··· Information provided ···
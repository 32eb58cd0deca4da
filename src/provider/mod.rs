//! Model provider trait: the model collaborator seen by the Model Invoker.
//!
//! Inference itself is out of scope; anything that can turn a
//! [`ModelRequest`] into a [`ModelResponse`] plugs in here.

pub mod scripted;

pub use scripted::ScriptedProvider;

use async_trait::async_trait;
use serde::{Deserialize, Serialize};

use crate::error::AgentError;
use crate::tools::Tool;
use crate::types::{AgentToolCall, ContentPart, FinishReason, GenerationSettings, ModelMessage, Usage};

/// A request sent to a model provider.
#[derive(Debug, Clone, Default, PartialEq)]
pub struct ModelRequest {
    pub system_instruction: Option<String>,
    pub messages: Vec<ModelMessage>,
    pub settings: GenerationSettings,
    pub tools: Vec<ToolDefinition>,
}

/// Tool definition sent to the provider API.
#[derive(Debug, Clone, Serialize, Deserialize, PartialEq)]
pub struct ToolDefinition {
    pub name: String,
    pub description: String,
    pub parameters: serde_json::Value,
}

impl ToolDefinition {
    pub fn from_tool(tool: &dyn Tool) -> Self {
        Self {
            name: tool.name().to_string(),
            description: tool.description().to_string(),
            parameters: tool.parameters().schema.clone(),
        }
    }
}

/// Response from a provider: text and/or tool call requests.
#[derive(Debug, Clone, Default, PartialEq)]
pub struct ModelResponse {
    pub text: String,
    pub tool_calls: Vec<AgentToolCall>,
    pub usage: Usage,
    pub finish_reason: Option<FinishReason>,
}

impl ModelResponse {
    pub fn text(text: impl Into<String>) -> Self {
        Self {
            text: text.into(),
            finish_reason: Some(FinishReason::Stop),
            ..Self::default()
        }
    }

    pub fn tool_calls(calls: Vec<AgentToolCall>) -> Self {
        Self {
            tool_calls: calls,
            finish_reason: Some(FinishReason::ToolCalls),
            ..Self::default()
        }
    }

    pub fn with_usage(mut self, usage: Usage) -> Self {
        self.usage = usage;
        self
    }

    pub fn has_tool_calls(&self) -> bool {
        !self.tool_calls.is_empty()
    }

    /// Event content for this response: text first, then tool calls.
    pub fn to_parts(&self) -> Vec<ContentPart> {
        let mut parts = Vec::with_capacity(self.tool_calls.len() + 1);
        if !self.text.is_empty() {
            parts.push(ContentPart::text(self.text.clone()));
        }
        parts.extend(self.tool_calls.iter().cloned().map(ContentPart::ToolCall));
        parts
    }
}

/// Core trait implemented by model collaborators.
#[async_trait]
pub trait ModelProvider: Send + Sync {
    /// The model ID this provider instance serves.
    fn model_id(&self) -> &str;

    /// Perform one model call.
    async fn generate(&self, request: &ModelRequest) -> Result<ModelResponse, AgentError>;
}

#[cfg(test)]
mod tests {
    use super::*;
    use serde_json::json;

    #[test]
    fn parts_put_text_before_calls() {
        let mut response =
            ModelResponse::tool_calls(vec![AgentToolCall::new("c1", "lookup", json!({}))]);
        response.text = "checking".into();
        let parts = response.to_parts();
        assert_eq!(parts.len(), 2);
        assert!(matches!(parts[0], ContentPart::Text { .. }));
        assert!(matches!(parts[1], ContentPart::ToolCall(_)));
        assert!(ModelResponse::text("").to_parts().is_empty());
    }
}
···
_Exercise brief:_ Select all lines with the word "Serialize" from the entries above.

_Expected output:_
use serde::{Deserialize, Serialize};
#[derive(Debug, Clone, Serialize, Deserialize, PartialEq)]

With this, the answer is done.